Each line from the beginning of the entries below through the line that includes "pub const EDIT_STATIC_FIELDS: [&str;" must be returned exactly as given.

(PROVIDED DATA Opens)

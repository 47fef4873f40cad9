//! Entity edit node
//!
//! Exposes the editable attributes of a record as empty input fields whose
//! placeholder shows the current value. Whatever the user types becomes the
//! update payload; untouched fields are left out.

use super::{publish_output, resolve_target, HOST_CONTROL_FIELDS};
use crate::config::FlowConfig;
use crate::entity::{EntitySelector, EntityType};
use crate::error::NodeError;
use crate::record::Record;
use crate::source::RecordSource;
use flow_fields::{AttributeMap, ChangeSink, FieldName, FieldRegistry, ReconcileReport, Reconciler};

/// Fixed fields of the node
pub const EDIT_STATIC_FIELDS: [&str; 4] = ["entity_url", "updated_entity", "entity_type", "entity_id"];

/// Entity edit node
#[derive(Debug, Clone)]
pub struct EntityEditNode {
    config: FlowConfig,
    reconciler: Reconciler,
}

impl EntityEditNode {
    /// Create node; read-only attributes are never exposed
    #[must_use]
    pub fn new(config: FlowConfig) -> Self {
        let reconciler = Reconciler::edit("Entity")
            .with_static(EDIT_STATIC_FIELDS)
            .with_static(HOST_CONTROL_FIELDS);
        Self { config, reconciler }
    }

    /// Reconciler in use
    #[inline]
    #[must_use]
    pub fn reconciler(&self) -> &Reconciler {
        &self.reconciler
    }

    /// Load the record and expose its editable attributes
    ///
    /// # Errors
    /// Returns error when the id is missing, detection or fetch fails, or
    /// the field listing fails; fields are left as they were
    pub fn load<S, R, K>(
        &self,
        target: EntitySelector,
        entity_id: Option<i64>,
        source: &S,
        registry: &mut R,
        sink: &mut K,
    ) -> Result<ReconcileReport, NodeError>
    where
        S: RecordSource + ?Sized,
        R: FieldRegistry + ?Sized,
        K: ChangeSink + ?Sized,
    {
        let id = entity_id.ok_or(NodeError::MissingEntityId)?;
        let entity_type = resolve_target(target, id, source, registry, sink)?;
        let fields: Vec<String> = entity_type
            .default_fields()
            .into_iter()
            .map(ToString::to_string)
            .collect();
        let record = source.fetch(entity_type, id, &fields)?;

        if record.attributes.is_empty() {
            tracing::warn!("no attributes found for {} {}", entity_type, id);
        }
        let report = self.reconciler.reconcile(registry, sink, &record.attributes)?;
        publish_output(
            registry,
            sink,
            "entity_url",
            &self.config.detail_url(&entity_type.name(), id),
        );
        Ok(report)
    }

    /// Values typed into dynamic inputs; `None` when nothing was entered
    ///
    /// A registry that cannot be listed yields `None`.
    #[must_use]
    pub fn pending_update<R: FieldRegistry + ?Sized>(&self, registry: &R) -> Option<AttributeMap> {
        match self.reconciler.collect_edits(registry) {
            Ok(edits) if edits.is_empty() => None,
            Ok(edits) => Some(edits),
            Err(err) => {
                tracing::error!("cannot collect edits: {}", err);
                None
            }
        }
    }

    /// Send pending edits, publish the updated record, refresh placeholders
    ///
    /// Submitted inputs are cleared once the update succeeds.
    /// Returns `Ok(None)` without calling the source when nothing was
    /// entered.
    ///
    /// # Errors
    /// Returns error if the update is rejected; fields are left as they were
    pub fn submit<S, R, K>(
        &self,
        entity_type: EntityType,
        entity_id: i64,
        source: &S,
        registry: &mut R,
        sink: &mut K,
    ) -> Result<Option<Record>, NodeError>
    where
        S: RecordSource + ?Sized,
        R: FieldRegistry + ?Sized,
        K: ChangeSink + ?Sized,
    {
        let Some(changes) = self.pending_update(&*registry) else {
            tracing::warn!("no fields to update on {} {}", entity_type, entity_id);
            return Ok(None);
        };

        tracing::info!(
            "updating {} {} with {} field(s)",
            entity_type,
            entity_id,
            changes.len()
        );
        let updated = source.update(entity_type, entity_id, &changes)?;
        publish_output(registry, sink, "updated_entity", &updated.to_json().to_string());

        for (name, _) in changes.iter() {
            if let Err(err) = registry.set_field_value(&FieldName::from(name), "") {
                tracing::warn!("failed to clear input '{}': {}", name, err);
            }
        }

        self.load(
            EntitySelector::Known(entity_type),
            Some(entity_id),
            source,
            registry,
            sink,
        )?;
        Ok(Some(updated))
    }
}

#[cfg(test)]
mod tests {
    use super::*;
    use flow_fields::{ReconcileMode, DEFAULT_READ_ONLY};

    #[test]
    fn edit_node_protects_fixed_and_host_fields() {
        let node = EntityEditNode::new(FlowConfig::default());
        let reconciler = node.reconciler();

        assert_eq!(reconciler.mode(), ReconcileMode::Edit);
        for name in EDIT_STATIC_FIELDS.iter().chain(&HOST_CONTROL_FIELDS) {
            assert!(reconciler.is_static(&FieldName::from(*name)), "{name}");
        }
        let desired = reconciler.desired(
            &AttributeMap::new()
                .with("id", 4)
                .with("updated_at", "2024-01-01")
                .with("code", "hero"),
        );
        assert!(DEFAULT_READ_ONLY.iter().all(|n| !desired.contains(n)));
        assert!(desired.contains("code"));
    }
}
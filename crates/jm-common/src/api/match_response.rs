use chrono::{DateTime, Utc};
use serde::{Deserialize, Serialize};

use crate::{
    JobPosting, JobType, SalaryRange,
    matching::{MatchResult, PreferenceFit, UpskillingRecommendation},
    skill_normalizer::SkillSet,
};

/// Listing-card fields of a posting.
#[derive(Debug, Clone, PartialEq, Serialize, Deserialize)]
pub struct JobSummary {
    pub id: i64,
    pub title: String,
    pub company: String,
    pub job_type: JobType,
    pub location: String,
    pub salary_range: SalaryRange,
    pub created_at: DateTime<Utc>,
    pub applications_count: u32,
    pub views_count: u32,
}

impl From<&JobPosting> for JobSummary {
    fn from(job: &JobPosting) -> Self {
        Self {
            id: job.id,
            title: job.title.clone(),
            company: job.company.clone(),
            job_type: job.job_type,
            location: job.location.clone(),
            salary_range: job.salary_range,
            created_at: job.created_at,
            applications_count: job.applications_count,
            views_count: job.views_count,
        }
    }
}

/// One recommended posting for a job seeker.
#[derive(Debug, Clone, PartialEq, Serialize, Deserialize)]
pub struct JobRecommendation {
    #[serde(flatten)]
    pub job: JobSummary,
    /// 0.0 to 100.0
    pub match_percentage: f64,
    pub matched_skills: SkillSet,
    pub missing_skills: SkillSet,
    pub preference_fit: PreferenceFit,
}

impl JobRecommendation {
    pub fn new(job: &JobPosting, result: MatchResult) -> Self {
        Self {
            job: JobSummary::from(job),
            match_percentage: result.score,
            matched_skills: result.matched_skills,
            missing_skills: result.missing_skills,
            preference_fit: result.preference_fit,
        }
    }
}

#[derive(Debug, Clone, PartialEq, Serialize, Deserialize)]
pub struct RecommendationsResponse {
    pub recommendations: Vec<JobRecommendation>,
    pub total: usize,
}

/// Number of items a page keeps; `limit <= 0` keeps everything.
fn page_len(limit: i64) -> usize {
    if limit > 0 {
        usize::try_from(limit).unwrap_or(usize::MAX)
    } else {
        usize::MAX
    }
}

impl RecommendationsResponse {
    /// Pages an unlimited ranking. `total` counts every ranked match, not just the page.
    pub fn from_ranked(ranked: Vec<(&JobPosting, MatchResult)>, limit: i64) -> Self {
        let total = ranked.len();
        let recommendations = ranked
            .into_iter()
            .take(page_len(limit))
            .map(|(job, result)| JobRecommendation::new(job, result))
            .collect();
        Self {
            recommendations,
            total,
        }
    }
}

/// One applicant match for a recruiter.
#[derive(Debug, Clone, PartialEq, Serialize, Deserialize)]
pub struct CandidateMatch {
    pub profile_id: i64,
    pub skill_match_percentage: f64,
    pub matched_skills: SkillSet,
    pub missing_skills: SkillSet,
    pub preference_fit: PreferenceFit,
}

impl From<MatchResult> for CandidateMatch {
    fn from(result: MatchResult) -> Self {
        Self {
            profile_id: result.profile_id,
            skill_match_percentage: result.score,
            matched_skills: result.matched_skills,
            missing_skills: result.missing_skills,
            preference_fit: result.preference_fit,
        }
    }
}

#[derive(Debug, Clone, PartialEq, Serialize, Deserialize)]
pub struct CandidatesResponse {
    pub job_id: i64,
    pub candidates: Vec<CandidateMatch>,
    pub total: usize,
    /// Application rows updated; only set by a score refresh.
    #[serde(default, skip_serializing_if = "Option::is_none")]
    pub persisted: Option<u64>,
}

impl CandidatesResponse {
    /// Pages an unlimited applicant ranking; `total` counts every scored applicant.
    pub fn from_ranked(
        job_id: i64,
        ranked: Vec<MatchResult>,
        limit: i64,
        persisted: Option<u64>,
    ) -> Self {
        let total = ranked.len();
        let candidates = ranked
            .into_iter()
            .take(page_len(limit))
            .map(CandidateMatch::from)
            .collect();
        Self {
            job_id,
            candidates,
            total,
            persisted,
        }
    }
}

#[derive(Debug, Clone, PartialEq, Serialize, Deserialize)]
pub struct UpskillingResponse {
    pub profile_id: i64,
    pub recommendations: Vec<UpskillingRecommendation>,
    pub total: usize,
}
use serde::Deserialize;

use crate::{JobPosting, Profile};

/// Ad-hoc matching over caller-supplied snapshots; nothing is read from storage.
#[derive(Debug, Clone, Deserialize)]
pub struct MatchRequest {
    pub profile: Profile,
    #[serde(default)]
    pub jobs: Vec<JobPosting>,
    #[serde(default)]
    pub limit: Option<i64>,
}

#[cfg(test)]
mod tests {
    use super::*;

    #[test]
    fn deserializes_minimal_body() {
        let request: MatchRequest = serde_json::from_str(
            r#"{
                "profile": {"id": 1, "skills": ["Python"]},
                "jobs": [{"id": 2, "required_skills": ["python"], "created_at": "2024-01-01T00:00:00Z"}]
            }"#,
        )
        .unwrap();

        assert_eq!(request.profile.skills, Some(vec!["Python".to_string()]));
        assert_eq!(request.jobs.len(), 1);
        assert!(request.jobs[0].is_active);
        assert_eq!(request.limit, None);
    }

    #[test]
    fn jobs_default_to_empty() {
        let request: MatchRequest =
            serde_json::from_str(r#"{"profile": {"id": 1}, "limit": 5}"#).unwrap();
        assert!(request.jobs.is_empty());
        assert_eq!(request.limit, Some(5));
        assert!(request.profile.skills.is_none());
    }
}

(PROVIDED DATA Closes)

#### RESPONSE AREA
repository 47fef4873f40cad9
//! Entity edit node
//!
//! Exposes the editable attributes of a record as empty input fields whose
//! placeholder shows the current value. Whatever the user types becomes the
//! update payload; untouched fields are left out.

use super::{publish_output, resolve_target, HOST_CONTROL_FIELDS};
use crate::config::FlowConfig;
use crate::entity::{EntitySelector, EntityType};
use crate::error::NodeError;
use crate::record::Record;
use crate::source::RecordSource;
use flow_fields::{AttributeMap, ChangeSink, FieldName, FieldRegistry, ReconcileReport, Reconciler};

/// Fixed fields of the node
pub const EDIT_STATIC_FIELDS: [&str; 4] = ["entity_url", "updated_entity", "entity_type", "entity_id"];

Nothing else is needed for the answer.